***** ENTRIES SHOWN *****

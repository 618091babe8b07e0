use crossterm::event::Event;
use ratatui::layout::{Alignment, Rect};
use ratatui::style::{Modifier, Style};
use ratatui::widgets::{Paragraph, Wrap};

use crate::components::{Component, DialogOverlayComponent};
use crate::keybindings::{Action, KeyBindings};
use crate::notify::{Notice, NoticeKind};
use crate::ui::{UiFrame, safe_set_string};

const OK_BUTTON: &str = "[ OK ]";

/// Modal acknowledgement of a copy.
///
/// While visible it consumes every input event, so nothing behind it reacts
/// until the user dismisses it.
#[derive(Debug)]
pub struct NoticeOverlayComponent {
    dialog: DialogOverlayComponent,
    notice: Option<Notice>,
    keys: KeyBindings,
}

impl Component for NoticeOverlayComponent {
    fn render(&mut self, frame: &mut UiFrame<'_>, area: Rect, _focused: bool) {
        let Some(notice) = &self.notice else {
            return;
        };
        if area.width == 0 || area.height == 0 {
            return;
        }
        self.dialog.render(frame, area, true);
        let rect = self.dialog.rect_for(area);
        if rect.width < 3 || rect.height < 4 {
            return;
        }
        let content = Rect {
            x: rect.x.saturating_add(2),
            y: rect.y.saturating_add(1),
            width: rect.width.saturating_sub(4),
            height: rect.height.saturating_sub(2),
        };
        if content.width == 0 || content.height < 2 {
            return;
        }
        let accent = match notice.kind {
            NoticeKind::Success => crate::theme::success_fg(),
            NoticeKind::Failure => crate::theme::failure_fg(),
        };
        let body = format!("{}\n\n#{}", notice.message, notice.element_id);
        let body_rect = Rect {
            height: content.height.saturating_sub(1),
            ..content
        };
        let paragraph = Paragraph::new(body)
            .alignment(Alignment::Center)
            .style(Style::default().fg(accent))
            .wrap(Wrap { trim: true });
        frame.render_widget(paragraph, body_rect);

        let button_y = content.y.saturating_add(content.height.saturating_sub(1));
        let button_x = content
            .x
            .saturating_add(content.width.saturating_sub(OK_BUTTON.len() as u16) / 2);
        let button_style = Style::default()
            .fg(crate::theme::dialog_button_fg())
            .bg(crate::theme::dialog_button_bg())
            .add_modifier(Modifier::BOLD);
        let buffer = frame.buffer_mut();
        let bounds = area.intersection(buffer.area);
        safe_set_string(buffer, bounds, button_x, button_y, OK_BUTTON, button_style);
    }

    fn handle_event(&mut self, event: &Event) -> bool {
        if self.notice.is_none() {
            return false;
        }
        if let Event::Key(key) = event
            && self.keys.matches(Action::Dismiss, key)
        {
            self.close();
        }
        true
    }
}

impl NoticeOverlayComponent {
    pub fn new() -> Self {
        let mut dialog = DialogOverlayComponent::new();
        dialog.set_size(50, 8);
        dialog.set_dim_backdrop(true);
        dialog.set_bg(crate::theme::dialog_bg());
        Self {
            dialog,
            notice: None,
            keys: KeyBindings::default(),
        }
    }

    pub fn open(&mut self, notice: Notice) {
        let (title, border) = match notice.kind {
            NoticeKind::Success => ("Copied", crate::theme::success_fg()),
            NoticeKind::Failure => ("Copy failed", crate::theme::failure_fg()),
        };
        self.dialog.set_title(title);
        self.dialog.set_border(border);
        self.dialog.set_visible(true);
        self.notice = Some(notice);
    }

    pub fn close(&mut self) {
        self.dialog.set_visible(false);
        self.notice = None;
    }

    pub fn visible(&self) -> bool {
        self.notice.is_some()
    }

    pub fn notice(&self) -> Option<&Notice> {
        self.notice.as_ref()
    }
}

impl Default for NoticeOverlayComponent {
    fn default() -> Self {
        Self::new()
    }
}

#[cfg(test)]
mod tests {
    use super::*;
    use crossterm::event::{KeyCode, KeyEvent, KeyModifiers};
    use ratatui::buffer::Buffer;

    fn key(code: KeyCode) -> Event {
        Event::Key(KeyEvent::new(code, KeyModifiers::NONE))
    }

    #[test]
    fn hidden_overlay_passes_events_through() {
        let mut o = NoticeOverlayComponent::new();
        assert!(!o.handle_event(&key(KeyCode::Down)));
    }

    #[test]
    fn visible_overlay_swallows_until_dismissed() {
        let mut o = NoticeOverlayComponent::new();
        o.open(Notice::success("install"));
        assert!(o.handle_event(&key(KeyCode::Down)));
        assert!(o.handle_event(&key(KeyCode::Char('q'))));
        assert!(o.visible());
        assert!(o.handle_event(&key(KeyCode::Enter)));
        assert!(!o.visible());
    }

    #[test]
    fn renders_message_and_button() {
        let mut o = NoticeOverlayComponent::new();
        o.open(Notice::failure("install", "denied"));
        let area = Rect::new(0, 0, 60, 12);
        let mut buf = Buffer::empty(area);
        let mut frame = UiFrame::from_parts(area, &mut buf);
        o.render(&mut frame, area, true);
        let text: String = (0..area.height)
            .flat_map(|y| (0..area.width).map(move |x| (x, y)))
            .map(|pos| buf[pos].symbol().to_string())
            .collect();
        assert!(text.contains("Copy failed: denied"));
        assert!(text.contains(OK_BUTTON));
    }
}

*****

PROBLEM:
Transcribe the material in full; every line must match exactly.

TASK SOLUTION:
repository 618091babe8b07e0
use crossterm::event::Event;
use ratatui::layout::{Alignment, Rect};
use ratatui::style::{Modifier, Style};
use ratatui::widgets::{Paragraph, Wrap};

use crate::components::{Component, DialogOverlayComponent};
use crate::keybindings::{Action, KeyBindings};
use crate::notify::{Notice, NoticeKind};
use crate::ui::{UiFrame, safe_set_string};

const OK_BUTTON: &str = "[ OK ]";

/// Modal acknowledgement of a copy.
///
/// While visible it consumes every input event, so nothing behind it reacts
/// until the user dismisses it.
#[derive(Debug)]
pub struct NoticeOverlayComponent {
    dialog: DialogOverlayComponent,
    notice: Option<Notice>,
    keys: KeyBindings,
}

impl Component for NoticeOverlayComponent {
    fn render(&mut self, frame: &mut UiFrame<'_>, area: Rect, _focused: bool) {
        let Some(notice) = &self.notice else {
            return;
        };
        if area.width == 0 || area.height == 0 {
            return;
        }
        self.dialog.render(frame, area, true);
        let rect = self.dialog.rect_for(area);
        if rect.width < 3 || rect.height < 4 {
            return;
        }
        let content = Rect {
            x: rect.x.saturating_add(2),
            y: rect.y.saturating_add(1),
            width: rect.width.saturating_sub(4),
            height: rect.height.saturating_sub(2),
        };
        if content.width == 0 || content.height < 2 {
            return;
        }
        let accent = match notice.kind {
            NoticeKind::Success => crate::theme::success_fg(),
            NoticeKind::Failure => crate::theme::failure_fg(),
        };
        let body = format!("{}\n\n#{}", notice.message, notice.element_id);
        let body_rect = Rect {
            height: content.height.saturating_sub(1),
            ..content
        };
        let paragraph = Paragraph::new(body)
            .alignment(Alignment::Center)
            .style(Style::default().fg(accent))
            .wrap(Wrap { trim: true });
        frame.render_widget(paragraph, body_rect);

        let button_y = content.y.saturating_add(content.height.saturating_sub(1));
        let button_x = content
            .x
            .saturating_add(content.width.saturating_sub(OK_BUTTON.len() as u16) / 2);
        let button_style = Style::default()
            .fg(crate::theme::dialog_button_fg())
            .bg(crate::theme::dialog_button_bg())
            .add_modifier(Modifier::BOLD);
        let buffer = frame.buffer_mut();
        let bounds = area.intersection(buffer.area);
        safe_set_string(buffer, bounds, button_x, button_y, OK_BUTTON, button_style);
    }

    fn handle_event(&mut self, event: &Event) -> bool {
        if self.notice.is_none() {
            return false;
        }
        if let Event::Key(key) = event
            && self.keys.matches(Action::Dismiss, key)
        {
            self.close();
        }
        true
    }
}

impl NoticeOverlayComponent {
    pub fn new() -> Self {
        let mut dialog = DialogOverlayComponent::new();
        dialog.set_size(50, 8);
        dialog.set_dim_backdrop(true);
        dialog.set_bg(crate::theme::dialog_bg());
        Self {
            dialog,
            notice: None,
            keys: KeyBindings::default(),
        }
    }

    pub fn open(&mut self, notice: Notice) {
        let (title, border) = match notice.kind {
            NoticeKind::Success => ("Copied", crate::theme::success_fg()),
            NoticeKind::Failure => ("Copy failed", crate::theme::failure_fg()),
        };
        self.dialog.set_title(title);
        self.dialog.set_border(border);
        self.dialog.set_visible(true);
        self.notice = Some(notice);
    }

    pub fn close(&mut self) {
        self.dialog.set_visible(false);
        self.notice = None;
    }

    pub fn visible(&self) -> bool {
        self.notice.is_some()
    }

    pub fn notice(&self) -> Option<&Notice> {
        self.notice.as_ref()
    }
}

impl Default for NoticeOverlayComponent {
    fn default() -> Self {
        Self::new()
    }
}

#[cfg(test)]
mod tests {
    use super::*;
    use crossterm::event::{KeyCode, KeyEvent, KeyModifiers};
    use ratatui::buffer::Buffer;

    fn key(code: KeyCode) -> Event {
        Event::Key(KeyEvent::new(code, KeyModifiers::NONE))
    }

    #[test]
    fn hidden_overlay_passes_events_through() {
        let mut o = NoticeOverlayComponent::new();
        assert!(!o.handle_event(&key(KeyCode::Down)));
    }

    #[test]
    fn visible_overlay_swallows_until_dismissed() {
        let mut o = NoticeOverlayComponent::new();
        o.open(Notice::success("install"));
        assert!(o.handle_event(&key(KeyCode::Down)));
        assert!(o.handle_event(&key(KeyCode::Char('q'))));
        assert!(o.visible());
        assert!(o.handle_event(&key(KeyCode::Enter)));
        assert!(!o.visible());
    }

    #[test]
    fn renders_message_and_button() {
        let mut o = NoticeOverlayComponent::new();
        o.open(Notice::failure("install", "denied"));
        let area = Rect::new(0, 0, 60, 12);
        let mut buf = Buffer::empty(area);
        let mut frame = UiFrame::from_parts(area, &mut buf);
        o.render(&mut frame, area, true);
        let text: String = (0..area.height)
            .flat_map(|y| (0..area.width).map(move |x| (x, y)))
            .map(|pos| buf[pos].symbol().to_string())
            .collect();
        assert!(text.contains("Copy failed: denied"));
        assert!(text.contains(OK_BUTTON));
    }
}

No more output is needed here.